By Paul Goldman
“Credit Card” Bob, aka His Excellency, Governor Robert McDonnell, apparently had his conversion on the road to Damascus while in a movie house watching a rerun of the classic movie “The Graduate,” This has now produced a once-in-a-lifetime opportunity for the Democratic leader of the State Senate, Dick Saslaw, to play Mark Warner and jump to the head of the party’s 2013 gubernatorial hopefuls should he want to run. But in any case, the state still needs him to take the lead in putting some limits on “Credit Card” Bob.
In one of filmdom’s legendary moments, Dustin Hoffman’s character, just out of college, was being advised by his father’s friend about the future, which came to down to just one word whispered in the young man’s ear: “plastics.” To me, the meaning of the word “plastics” was clear. But then, in all honesty, I was distracted at the moment, talking to an attractive woman seated next to me who – no kidding – thought I looked like the actor because of my hair. Unfortunately, she didn’t turn out to be Mrs. Robinson. But then again, I wasn’t Dustin either.
That aside, looking back on it today, 43 years later, the recent announcement by “Credit card” Bob — not to be confused with the last Republican Governor “Deficit” Jim Gilmore — demonstrated yet again why it is so important to understand the importance of pop culture’s influence on impressionable youth. To me, the word “plastics” wasn’t meant to encourage Dustin Hoffman’s character to go out and see how much debt he could run up on someone else’s credit card.

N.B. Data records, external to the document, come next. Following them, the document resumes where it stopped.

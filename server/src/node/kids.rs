/*
 * Created on Sat Mar 11 2023
 *
 * This file is a part of Skytree
 * Skytree is a free and open-source distributed dataset tree written by
 * Sayan Nandan ("the Author") with the vision to provide an ordered,
 * dynamically rebalancing partition of the keyspace without compromising
 * on correctness or availability.
 *
 * Copyright (c) 2023, Sayan Nandan <ohsayan@outlook.com>
 *
 * This program is free software: you can redistribute it and/or modify
 * it under the terms of the GNU Affero General Public License as published by
 * the Free Software Foundation, either version 3 of the License, or
 * (at your option) any later version.
 *
 * This program is distributed in the hope that it will be useful,
 * but WITHOUT ANY WARRANTY; without even the implied warranty of
 * MERCHANTABILITY or FITNESS FOR A PARTICULAR PURPOSE. See the
 * GNU Affero General Public License for more details.
 *
 * You should have received a copy of the GNU Affero General Public License
 * along with this program. If not, see <https://www.gnu.org/licenses/>.
 *
*/

//! The canonical representation of a node's child partition.
//!
//! A `KidSet` owns the ordered partition of this node's interval among its
//! children, keyed by interval start. Two kids never share a start point.
//! Every modifying operation is `O(log n)` on the underlying ordered map.

use crate::ids::NodeId;
use crate::keyspace::{Interval, Key};
use crate::msg::{KidSummary, NodeHandle};
use rand::Rng;
use std::collections::{BTreeMap, HashMap};
use std::fmt;
use std::ops::Bound;

#[derive(Debug)]
pub enum KidsError {
    /// The kid is not in this set
    NotFound(NodeId),
    /// The kid has no right neighbor to merge into
    Rightmost(NodeId),
    /// The split point does not fall strictly inside the kid's interval
    BadSplitPoint,
    /// Another kid already starts at this key
    DuplicateStart,
}

impl fmt::Display for KidsError {
    fn fmt(&self, f: &mut fmt::Formatter<'_>) -> fmt::Result {
        match self {
            Self::NotFound(id) => write!(f, "kid {} not found", id),
            Self::Rightmost(id) => write!(f, "kid {} has no right neighbor", id),
            Self::BadSplitPoint => f.write_str("split point outside the kid's interval"),
            Self::DuplicateStart => f.write_str("a kid already starts at this key"),
        }
    }
}

#[derive(Debug, Clone)]
pub struct KidEntry {
    pub handle: NodeHandle,
    pub interval: Interval,
    pub summary: Option<KidSummary>,
}

#[derive(Debug)]
pub struct KidSet {
    left: Key,
    right: Option<Key>,
    by_start: BTreeMap<Key, NodeId>,
    entries: HashMap<NodeId, KidEntry>,
}

impl KidSet {
    pub fn new(left: Key, right: Option<Key>) -> Self {
        Self {
            left,
            right,
            by_start: BTreeMap::new(),
            entries: HashMap::new(),
        }
    }

    /// Forget every kid; the node's own interval is untouched
    pub fn clear(&mut self) {
        self.by_start.clear();
        self.entries.clear();
    }

    pub fn left(&self) -> Key {
        self.left
    }

    pub fn right(&self) -> Option<Key> {
        self.right
    }

    pub fn interval(&self) -> Interval {
        Interval::new(self.left, self.right)
    }

    pub fn len(&self) -> usize {
        self.entries.len()
    }

    pub fn is_empty(&self) -> bool {
        self.entries.is_empty()
    }

    pub fn contains(&self, id: NodeId) -> bool {
        self.entries.contains_key(&id)
    }

    pub fn get(&self, id: NodeId) -> Option<&KidEntry> {
        self.entries.get(&id)
    }

    /// Kid ids in interval order
    pub fn ids(&self) -> Vec<NodeId> {
        self.by_start.values().copied().collect()
    }

    /// `(id, entry)` pairs in interval order
    pub fn iter(&self) -> impl Iterator<Item = (NodeId, &KidEntry)> {
        self.by_start.values().map(move |id| (*id, &self.entries[id]))
    }

    pub fn left_endpoint(&self, id: NodeId) -> Option<Key> {
        self.entries.get(&id).map(|e| e.interval.lo)
    }

    /// Adjacent `(left, right)` id pairs in interval order
    pub fn adjacent_pairs(&self) -> Vec<(NodeId, NodeId)> {
        let ordered = self.ids();
        ordered.windows(2).map(|w| (w[0], w[1])).collect()
    }

    /// The kid immediately to the right of `id`, if any
    pub fn right_neighbor(&self, id: NodeId) -> Option<NodeId> {
        let start = self.left_endpoint(id)?;
        self.by_start
            .range((Bound::Excluded(start), Bound::Unbounded))
            .next()
            .map(|(_, id)| *id)
    }

    pub fn add_kid(
        &mut self,
        handle: NodeHandle,
        interval: Interval,
        summary: Option<KidSummary>,
    ) -> Result<(), KidsError> {
        if self.by_start.contains_key(&interval.lo) {
            return Err(KidsError::DuplicateStart);
        }
        self.by_start.insert(interval.lo, handle.id);
        self.entries.insert(
            handle.id,
            KidEntry {
                handle,
                interval,
                summary,
            },
        );
        Ok(())
    }

    pub fn remove_kid(&mut self, id: NodeId) -> Result<KidEntry, KidsError> {
        let entry = self.entries.remove(&id).ok_or(KidsError::NotFound(id))?;
        self.by_start.remove(&entry.interval.lo);
        Ok(entry)
    }

    pub fn set_summary(&mut self, id: NodeId, summary: KidSummary) {
        if let Some(entry) = self.entries.get_mut(&id) {
            entry.summary = Some(summary);
        }
    }

    /// `(id, summary)` for every kid whose summary is known
    pub fn summaries(&self) -> impl Iterator<Item = (NodeId, &KidSummary)> {
        self.entries
            .iter()
            .filter_map(|(id, e)| e.summary.as_ref().map(|s| (*id, s)))
    }

    pub fn all_summaries_known(&self) -> bool {
        self.entries.values().all(|e| e.summary.is_some())
    }

    /// The unique kid when there is exactly one, else `None`
    pub fn get_proxy(&self) -> Option<&KidEntry> {
        if self.entries.len() == 1 {
            self.entries.values().next()
        } else {
            None
        }
    }

    /// Reduce this node's own left endpoint. Used by an absorber learning
    /// its new left boundary
    pub fn grow_left(&mut self, key: Key) {
        self.left = key;
    }

    /// Shrink the interval by reducing the right endpoint, detaching the
    /// right half of the kids in the process.
    ///
    /// Keeps the `⌊n/2⌋` leftmost kids and returns the new right endpoint
    /// along with the detached kids in interval order. The endpoint is
    /// guaranteed not to fall strictly inside any kid's interval.
    pub fn shrink_right<R: Rng>(&mut self, rng: &mut R) -> (Key, Vec<KidEntry>) {
        let n_to_keep = self.by_start.len() / 2;
        if n_to_keep == self.by_start.len() {
            // no kids: truncate at a fresh interior key instead
            let key = self.new_kid_key(rng);
            self.right = Some(key);
            return (key, Vec::new());
        }
        let mut ordered = self.ids();
        let leaving = ordered.split_off(n_to_keep);
        let mid = self.entries[&leaving[0]].interval.lo;
        self.right = Some(mid);
        let mut detached = Vec::with_capacity(leaving.len());
        for id in leaving {
            let entry = self.entries.remove(&id).expect("kid listed but not stored");
            self.by_start.remove(&entry.interval.lo);
            detached.push(entry);
        }
        (mid, detached)
    }

    /// Delete `left_id` and extend its right neighbor's interval leftward to
    /// cover it
    pub fn merge_right(&mut self, left_id: NodeId) -> Result<(), KidsError> {
        let start = self
            .left_endpoint(left_id)
            .ok_or(KidsError::NotFound(left_id))?;
        let right_id = self
            .right_neighbor(left_id)
            .ok_or(KidsError::Rightmost(left_id))?;
        self.entries.remove(&left_id);
        self.by_start.remove(&start);
        // the right neighbor's start changes, so it has to be re-keyed
        let entry = self
            .entries
            .get_mut(&right_id)
            .expect("neighbor listed but not stored");
        self.by_start.remove(&entry.interval.lo);
        entry.interval.lo = start;
        self.by_start.insert(start, right_id);
        Ok(())
    }

    /// Truncate `kid_id`'s interval to `[lo, mid)` and insert `new_handle`
    /// over `[mid, hi)`
    pub fn split(
        &mut self,
        kid_id: NodeId,
        mid: Key,
        new_handle: NodeHandle,
        new_summary: KidSummary,
        kid_summary: KidSummary,
    ) -> Result<(), KidsError> {
        let entry = self
            .entries
            .get_mut(&kid_id)
            .ok_or(KidsError::NotFound(kid_id))?;
        let hi = entry.interval.hi;
        let inside = entry.interval.lo < mid && hi.map_or(true, |h| mid < h);
        if !inside {
            return Err(KidsError::BadSplitPoint);
        }
        entry.interval.hi = Some(mid);
        entry.summary = Some(kid_summary);
        self.add_kid(new_handle, Interval::new(mid, hi), Some(new_summary))
    }

    /// Choose a fresh key strictly inside this node's interval, not equal to
    /// any existing kid boundary
    pub fn new_kid_key<R: Rng>(&self, rng: &mut R) -> Key {
        let lo = self.left.to_unit();
        let hi = self.right.map_or(1.0, |k| k.to_unit());
        loop {
            let candidate = Key::Val(rng.gen_range(lo..hi));
            let taken = self.by_start.contains_key(&candidate)
                || Some(candidate) == self.right
                || candidate == self.left;
            if !taken {
                return candidate;
            }
        }
    }
}

#[cfg(test)]
mod tests {
    use super::*;
    use rand::rngs::StdRng;
    use rand::SeedableRng;

    fn handle() -> NodeHandle {
        NodeHandle::new(NodeId::random())
    }

    fn iv(lo: f64, hi: f64) -> Interval {
        Interval::new(Key::Val(lo), Some(Key::Val(hi)))
    }

    /// A set over the full keyspace with kids at the given cut points
    fn set_with_cuts(cuts: &[f64]) -> (KidSet, Vec<NodeHandle>) {
        let mut kids = KidSet::new(Key::Min, Some(Key::Max));
        let mut handles = Vec::new();
        for (i, lo) in cuts.iter().enumerate() {
            let hi = cuts.get(i + 1).map(|v| Key::Val(*v)).unwrap_or(Key::Max);
            let h = handle();
            let lo = if i == 0 { Key::Min } else { Key::Val(*lo) };
            kids.add_kid(h, Interval::new(lo, Some(hi)), None).unwrap();
            handles.push(h);
        }
        (kids, handles)
    }

    #[test]
    fn kids_are_ordered_by_start() {
        let (kids, handles) = set_with_cuts(&[0.0, 0.25, 0.5, 0.75]);
        let ordered = kids.ids();
        assert_eq!(ordered, handles.iter().map(|h| h.id).collect::<Vec<_>>());
        assert_eq!(kids.right_neighbor(handles[1].id), Some(handles[2].id));
        assert_eq!(kids.right_neighbor(handles[3].id), None);
    }

    #[test]
    fn duplicate_starts_are_rejected() {
        let mut kids = KidSet::new(Key::Min, Some(Key::Max));
        kids.add_kid(handle(), iv(0.5, 0.7), None).unwrap();
        assert!(matches!(
            kids.add_kid(handle(), iv(0.5, 0.9), None),
            Err(KidsError::DuplicateStart)
        ));
    }

    #[test]
    fn merge_right_extends_the_neighbor() {
        let (mut kids, handles) = set_with_cuts(&[0.0, 0.4, 0.8]);
        kids.merge_right(handles[0].id).unwrap();
        assert_eq!(kids.len(), 2);
        let merged = kids.get(handles[1].id).unwrap();
        assert_eq!(merged.interval.lo, Key::Min);
        assert_eq!(merged.interval.hi, Some(Key::Val(0.8)));
        // partition is still intact
        assert_eq!(kids.ids(), vec![handles[1].id, handles[2].id]);
    }

    #[test]
    fn merge_right_fails_on_rightmost_and_unknown() {
        let (mut kids, handles) = set_with_cuts(&[0.0, 0.5]);
        assert!(matches!(
            kids.merge_right(handles[1].id),
            Err(KidsError::Rightmost(_))
        ));
        assert!(matches!(
            kids.merge_right(NodeId::random()),
            Err(KidsError::NotFound(_))
        ));
    }

    #[test]
    fn split_inserts_the_new_kid() {
        let (mut kids, handles) = set_with_cuts(&[0.0, 0.5]);
        let new = handle();
        kids.split(
            handles[0].id,
            Key::Val(0.25),
            new,
            KidSummary::empty(1),
            KidSummary::empty(1),
        )
        .unwrap();
        assert_eq!(kids.len(), 3);
        assert_eq!(
            kids.get(handles[0].id).unwrap().interval,
            Interval::new(Key::Min, Some(Key::Val(0.25)))
        );
        assert_eq!(kids.get(new.id).unwrap().interval, iv(0.25, 0.5));
    }

    #[test]
    fn split_rejects_points_outside_the_kid() {
        let (mut kids, handles) = set_with_cuts(&[0.0, 0.5]);
        let res = kids.split(
            handles[0].id,
            Key::Val(0.75),
            handle(),
            KidSummary::empty(1),
            KidSummary::empty(1),
        );
        assert!(matches!(res, Err(KidsError::BadSplitPoint)));
    }

    #[test]
    fn shrink_right_detaches_the_right_half() {
        let (mut kids, handles) = set_with_cuts(&[0.0, 0.2, 0.4, 0.6, 0.8]);
        let mut rng = StdRng::seed_from_u64(7);
        let (mid, detached) = kids.shrink_right(&mut rng);
        assert_eq!(mid, Key::Val(0.4));
        assert_eq!(kids.len(), 2);
        assert_eq!(kids.right(), Some(Key::Val(0.4)));
        assert_eq!(
            detached.iter().map(|e| e.handle.id).collect::<Vec<_>>(),
            vec![handles[2].id, handles[3].id, handles[4].id]
        );
    }

    #[test]
    fn shrink_right_without_kids_truncates_at_a_fresh_key() {
        let mut kids = KidSet::new(Key::Min, Some(Key::Max));
        let mut rng = StdRng::seed_from_u64(7);
        let (mid, detached) = kids.shrink_right(&mut rng);
        assert!(detached.is_empty());
        assert!(Key::Min < mid && mid < Key::Max);
        assert_eq!(kids.right(), Some(mid));
    }

    #[test]
    fn new_kid_key_stays_inside_and_avoids_boundaries() {
        let (kids, _) = set_with_cuts(&[0.0, 0.25, 0.5, 0.75]);
        let mut rng = StdRng::seed_from_u64(42);
        for _ in 0..64 {
            let key = kids.new_kid_key(&mut rng);
            assert!(kids.left() < key);
            assert!(Some(key) != kids.right());
            assert!(!kids.ids().iter().any(|id| kids.left_endpoint(*id) == Some(key)));
        }
    }

    #[test]
    fn proxy_is_the_unique_kid() {
        let (mut kids, handles) = set_with_cuts(&[0.0, 0.5]);
        assert!(kids.get_proxy().is_none());
        kids.remove_kid(handles[1].id).unwrap();
        assert_eq!(kids.get_proxy().unwrap().handle.id, handles[0].id);
        kids.clear();
        assert!(kids.get_proxy().is_none());
    }

    #[test]
    fn grow_left_moves_the_own_boundary() {
        let mut kids = KidSet::new(Key::Val(0.6), Some(Key::Val(0.6)));
        kids.grow_left(Key::Val(0.3));
        assert_eq!(kids.interval(), iv(0.3, 0.6));
    }
}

In hindsight, the script writer, the director, the producer, everyone on the set had the option of saying that to be perfectly clear, the script could have used the term “industrial plastics.” Granted, the one-word punch line worked brilliantly in the movie. But surely “industrial plastics” would have worked well too, and potentially avoided confusing the young Mr. McDonnell, and a whole generation of GOP men of certain age.
Could this simple change in the script have avoided what Virginia faces now?
Alas, we will never know: What we do know is that “Credit Card Bob” has used the powers of his office to persuade usually independent government staffers and other generally sensible individuals to bend the rules which were put in place to stop a repeat of the mess left to Mark Warner by “Deficit” Jim Gilmore. I had the pleasure in 2001 of writing the fiscal plank to the Warner campaign platform, actually a reward for having to write and edit the final version of the whole thing, which was so long it needed its own shelf space at the Library.
Yet at least “Deficit” Jim was honest about this fiscal dishonesty’ that is to say, he didn’t ask anyone to change the rules, he just made up new ones himself without caring whether they actually added up.
“Credit Card” Bob thinks he can slice the baloney a lot thinner and then sell it without calling it a baloney sandwich. As reported by the ace blogging tag team of the Washington Post, Ms. K and Ms. H. (aka Anita Kumar and Rosalind Helderman), the only reason “Credit Card” Bob was able to announce his plan to sell – his able staff needs to learn the difference between authorizing the issuance of something and then actually doing it – nearly $3 billion dollars in transportation bonds that no other Governor would have dared sold is due to a vote by a semi-secret government committee (that it is unknown to the state’s working families) called the Debt Capacity Advisory Committee.
Until now, this Debt Committee saw its role as making it hard for Governor’s to leave a legacy of red ink for future generations of Virginians to pay off. But His Excellency has convinced these Debt Guardians to become Debt Advocates, and chow down on the McDonnell baloney.
As Ms. K and Ms. H report, the existing state rules, adopted to prevent a Washington-style debt explosion and harm to Virginia’s AAA bond rating, made it impossible for His Excellency to push this extra $3 billion on the people right now. This is due to the way the rules always have been applied. In order to prevent Governors from bathing us in red ink, only 5% of the state’s annual revenue can be used to pay the debt service on bonds.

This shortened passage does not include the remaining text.